Task to complete –
Check every line of the data and copy the ones where "entities" appears.

----

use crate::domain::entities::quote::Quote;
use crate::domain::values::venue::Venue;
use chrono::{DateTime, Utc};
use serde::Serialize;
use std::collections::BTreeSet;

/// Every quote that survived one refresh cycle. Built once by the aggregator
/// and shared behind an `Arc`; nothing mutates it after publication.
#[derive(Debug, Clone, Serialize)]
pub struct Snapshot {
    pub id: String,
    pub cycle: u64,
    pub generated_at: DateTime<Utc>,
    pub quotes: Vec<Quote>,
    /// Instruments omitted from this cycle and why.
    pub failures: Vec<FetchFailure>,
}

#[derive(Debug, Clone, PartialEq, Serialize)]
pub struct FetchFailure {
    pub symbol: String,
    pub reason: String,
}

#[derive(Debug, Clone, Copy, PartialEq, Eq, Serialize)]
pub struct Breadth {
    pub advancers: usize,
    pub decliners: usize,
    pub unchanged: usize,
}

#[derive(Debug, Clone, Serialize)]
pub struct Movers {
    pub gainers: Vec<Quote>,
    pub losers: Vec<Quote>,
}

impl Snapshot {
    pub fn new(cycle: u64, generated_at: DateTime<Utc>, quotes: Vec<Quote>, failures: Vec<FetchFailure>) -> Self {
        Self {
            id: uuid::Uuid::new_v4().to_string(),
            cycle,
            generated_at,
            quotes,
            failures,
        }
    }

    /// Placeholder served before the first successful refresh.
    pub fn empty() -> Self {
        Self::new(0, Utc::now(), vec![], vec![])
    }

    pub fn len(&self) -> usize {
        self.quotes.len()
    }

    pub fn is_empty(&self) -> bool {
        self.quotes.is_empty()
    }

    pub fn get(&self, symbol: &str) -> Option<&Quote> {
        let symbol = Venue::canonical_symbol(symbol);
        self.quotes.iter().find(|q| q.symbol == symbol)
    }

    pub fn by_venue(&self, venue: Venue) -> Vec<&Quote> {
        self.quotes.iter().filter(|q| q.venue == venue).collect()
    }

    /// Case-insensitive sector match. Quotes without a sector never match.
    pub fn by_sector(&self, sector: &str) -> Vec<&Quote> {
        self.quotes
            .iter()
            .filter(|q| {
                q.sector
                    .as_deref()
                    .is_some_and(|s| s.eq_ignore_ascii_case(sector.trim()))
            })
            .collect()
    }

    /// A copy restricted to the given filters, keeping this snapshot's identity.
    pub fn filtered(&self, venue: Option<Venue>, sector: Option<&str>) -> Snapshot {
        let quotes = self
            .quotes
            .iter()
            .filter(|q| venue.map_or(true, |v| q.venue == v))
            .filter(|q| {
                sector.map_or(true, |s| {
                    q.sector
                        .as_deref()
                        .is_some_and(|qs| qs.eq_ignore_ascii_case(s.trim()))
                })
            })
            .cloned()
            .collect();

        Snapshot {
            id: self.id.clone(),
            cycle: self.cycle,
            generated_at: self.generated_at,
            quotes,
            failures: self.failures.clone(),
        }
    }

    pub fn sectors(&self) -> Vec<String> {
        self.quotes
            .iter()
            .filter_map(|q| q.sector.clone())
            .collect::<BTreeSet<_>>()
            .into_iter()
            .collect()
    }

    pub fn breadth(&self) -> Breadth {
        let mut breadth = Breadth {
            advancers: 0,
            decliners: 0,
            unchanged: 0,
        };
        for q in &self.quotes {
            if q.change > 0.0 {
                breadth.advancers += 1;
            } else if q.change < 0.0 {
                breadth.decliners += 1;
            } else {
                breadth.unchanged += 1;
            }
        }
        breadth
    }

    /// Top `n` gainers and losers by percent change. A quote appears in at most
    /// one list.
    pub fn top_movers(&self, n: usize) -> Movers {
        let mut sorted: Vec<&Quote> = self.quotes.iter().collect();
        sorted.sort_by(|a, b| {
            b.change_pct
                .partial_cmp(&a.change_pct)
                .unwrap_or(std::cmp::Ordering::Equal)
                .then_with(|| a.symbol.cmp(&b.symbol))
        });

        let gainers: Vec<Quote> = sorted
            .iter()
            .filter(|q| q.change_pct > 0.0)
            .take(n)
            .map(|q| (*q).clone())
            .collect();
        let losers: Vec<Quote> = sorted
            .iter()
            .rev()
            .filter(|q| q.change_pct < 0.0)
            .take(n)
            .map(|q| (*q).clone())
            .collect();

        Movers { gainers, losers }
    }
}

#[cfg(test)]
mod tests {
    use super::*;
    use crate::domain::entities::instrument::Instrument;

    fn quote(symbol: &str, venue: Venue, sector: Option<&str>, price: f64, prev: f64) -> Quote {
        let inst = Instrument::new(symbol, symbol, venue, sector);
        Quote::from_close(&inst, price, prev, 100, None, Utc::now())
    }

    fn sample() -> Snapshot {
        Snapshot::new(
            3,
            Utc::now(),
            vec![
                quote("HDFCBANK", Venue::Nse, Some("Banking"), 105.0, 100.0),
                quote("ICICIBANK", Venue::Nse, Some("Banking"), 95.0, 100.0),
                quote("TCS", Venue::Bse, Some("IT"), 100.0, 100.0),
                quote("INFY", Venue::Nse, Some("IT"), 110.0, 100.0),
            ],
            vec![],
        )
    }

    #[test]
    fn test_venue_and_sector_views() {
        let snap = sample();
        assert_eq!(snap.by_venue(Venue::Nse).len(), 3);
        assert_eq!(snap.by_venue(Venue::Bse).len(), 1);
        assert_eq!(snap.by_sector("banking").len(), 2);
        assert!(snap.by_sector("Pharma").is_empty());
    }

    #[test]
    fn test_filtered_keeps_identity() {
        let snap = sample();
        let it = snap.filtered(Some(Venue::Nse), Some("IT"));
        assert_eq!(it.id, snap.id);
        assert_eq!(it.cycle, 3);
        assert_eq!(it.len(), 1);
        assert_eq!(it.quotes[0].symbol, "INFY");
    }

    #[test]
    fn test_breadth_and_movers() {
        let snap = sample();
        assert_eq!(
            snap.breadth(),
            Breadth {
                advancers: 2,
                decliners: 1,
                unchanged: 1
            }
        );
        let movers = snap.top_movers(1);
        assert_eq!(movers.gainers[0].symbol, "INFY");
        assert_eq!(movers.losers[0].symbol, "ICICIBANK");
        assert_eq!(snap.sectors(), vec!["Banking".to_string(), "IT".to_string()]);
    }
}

----

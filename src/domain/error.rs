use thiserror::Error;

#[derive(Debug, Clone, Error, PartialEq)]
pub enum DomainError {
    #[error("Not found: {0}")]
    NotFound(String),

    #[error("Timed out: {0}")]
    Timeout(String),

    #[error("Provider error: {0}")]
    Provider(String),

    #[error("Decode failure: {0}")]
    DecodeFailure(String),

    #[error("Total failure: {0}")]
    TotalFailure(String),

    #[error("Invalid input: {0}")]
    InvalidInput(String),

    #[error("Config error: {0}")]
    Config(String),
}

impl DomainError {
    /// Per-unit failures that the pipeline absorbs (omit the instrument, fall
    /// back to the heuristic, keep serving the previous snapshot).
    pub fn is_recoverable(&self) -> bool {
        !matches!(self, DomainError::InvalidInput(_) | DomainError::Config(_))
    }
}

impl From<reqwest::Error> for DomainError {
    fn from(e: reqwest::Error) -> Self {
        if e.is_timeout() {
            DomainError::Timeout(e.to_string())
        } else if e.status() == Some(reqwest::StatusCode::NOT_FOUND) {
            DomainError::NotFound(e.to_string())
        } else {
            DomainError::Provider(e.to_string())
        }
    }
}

----

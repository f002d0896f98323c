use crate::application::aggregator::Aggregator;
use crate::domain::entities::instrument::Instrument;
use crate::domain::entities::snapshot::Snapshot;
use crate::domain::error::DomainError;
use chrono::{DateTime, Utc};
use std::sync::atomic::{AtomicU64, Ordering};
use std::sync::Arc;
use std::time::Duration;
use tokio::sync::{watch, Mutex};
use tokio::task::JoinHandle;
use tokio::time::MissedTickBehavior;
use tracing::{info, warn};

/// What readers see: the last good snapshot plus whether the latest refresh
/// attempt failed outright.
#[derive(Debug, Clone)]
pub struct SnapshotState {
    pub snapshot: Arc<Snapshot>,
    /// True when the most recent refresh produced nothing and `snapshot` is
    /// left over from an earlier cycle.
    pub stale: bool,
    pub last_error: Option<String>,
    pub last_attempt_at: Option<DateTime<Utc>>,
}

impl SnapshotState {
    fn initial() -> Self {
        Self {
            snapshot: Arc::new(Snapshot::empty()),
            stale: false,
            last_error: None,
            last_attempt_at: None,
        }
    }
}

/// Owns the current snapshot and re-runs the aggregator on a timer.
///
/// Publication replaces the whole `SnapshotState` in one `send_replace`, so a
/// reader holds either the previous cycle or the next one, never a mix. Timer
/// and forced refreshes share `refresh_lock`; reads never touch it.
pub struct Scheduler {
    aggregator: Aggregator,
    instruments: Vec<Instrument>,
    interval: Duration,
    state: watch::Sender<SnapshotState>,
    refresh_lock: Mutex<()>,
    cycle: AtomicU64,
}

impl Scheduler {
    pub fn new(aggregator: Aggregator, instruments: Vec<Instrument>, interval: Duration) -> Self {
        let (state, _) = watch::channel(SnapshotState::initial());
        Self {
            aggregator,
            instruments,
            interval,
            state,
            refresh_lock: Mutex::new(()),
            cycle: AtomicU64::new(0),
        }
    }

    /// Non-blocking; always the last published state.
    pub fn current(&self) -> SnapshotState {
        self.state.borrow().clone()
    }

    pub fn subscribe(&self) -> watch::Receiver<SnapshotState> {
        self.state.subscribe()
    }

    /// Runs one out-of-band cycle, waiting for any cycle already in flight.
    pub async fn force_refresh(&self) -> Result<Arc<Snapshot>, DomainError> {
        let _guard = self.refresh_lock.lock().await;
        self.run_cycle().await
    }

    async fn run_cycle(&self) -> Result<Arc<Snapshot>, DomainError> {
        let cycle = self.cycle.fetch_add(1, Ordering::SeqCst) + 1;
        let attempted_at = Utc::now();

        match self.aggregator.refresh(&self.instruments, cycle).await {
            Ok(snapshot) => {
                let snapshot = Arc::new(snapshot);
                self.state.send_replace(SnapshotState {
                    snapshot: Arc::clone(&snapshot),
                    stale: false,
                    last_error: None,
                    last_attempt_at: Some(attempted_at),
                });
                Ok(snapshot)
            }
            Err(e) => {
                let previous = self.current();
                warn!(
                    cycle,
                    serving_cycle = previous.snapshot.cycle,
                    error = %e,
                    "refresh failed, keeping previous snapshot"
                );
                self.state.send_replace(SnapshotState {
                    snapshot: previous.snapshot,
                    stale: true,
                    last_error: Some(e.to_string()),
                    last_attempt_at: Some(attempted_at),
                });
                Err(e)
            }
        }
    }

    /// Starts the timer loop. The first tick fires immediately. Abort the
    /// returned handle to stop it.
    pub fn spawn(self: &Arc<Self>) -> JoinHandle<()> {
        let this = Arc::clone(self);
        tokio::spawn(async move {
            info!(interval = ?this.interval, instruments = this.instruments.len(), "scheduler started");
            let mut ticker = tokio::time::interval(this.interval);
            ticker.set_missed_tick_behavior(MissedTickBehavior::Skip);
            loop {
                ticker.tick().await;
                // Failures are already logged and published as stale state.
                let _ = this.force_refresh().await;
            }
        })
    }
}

----

Completed exercise –
use crate::domain::entities::quote::Quote;
    use crate::domain::entities::instrument::Instrument;
use crate::domain::entities::instrument::Instrument;
use crate::domain::entities::snapshot::Snapshot;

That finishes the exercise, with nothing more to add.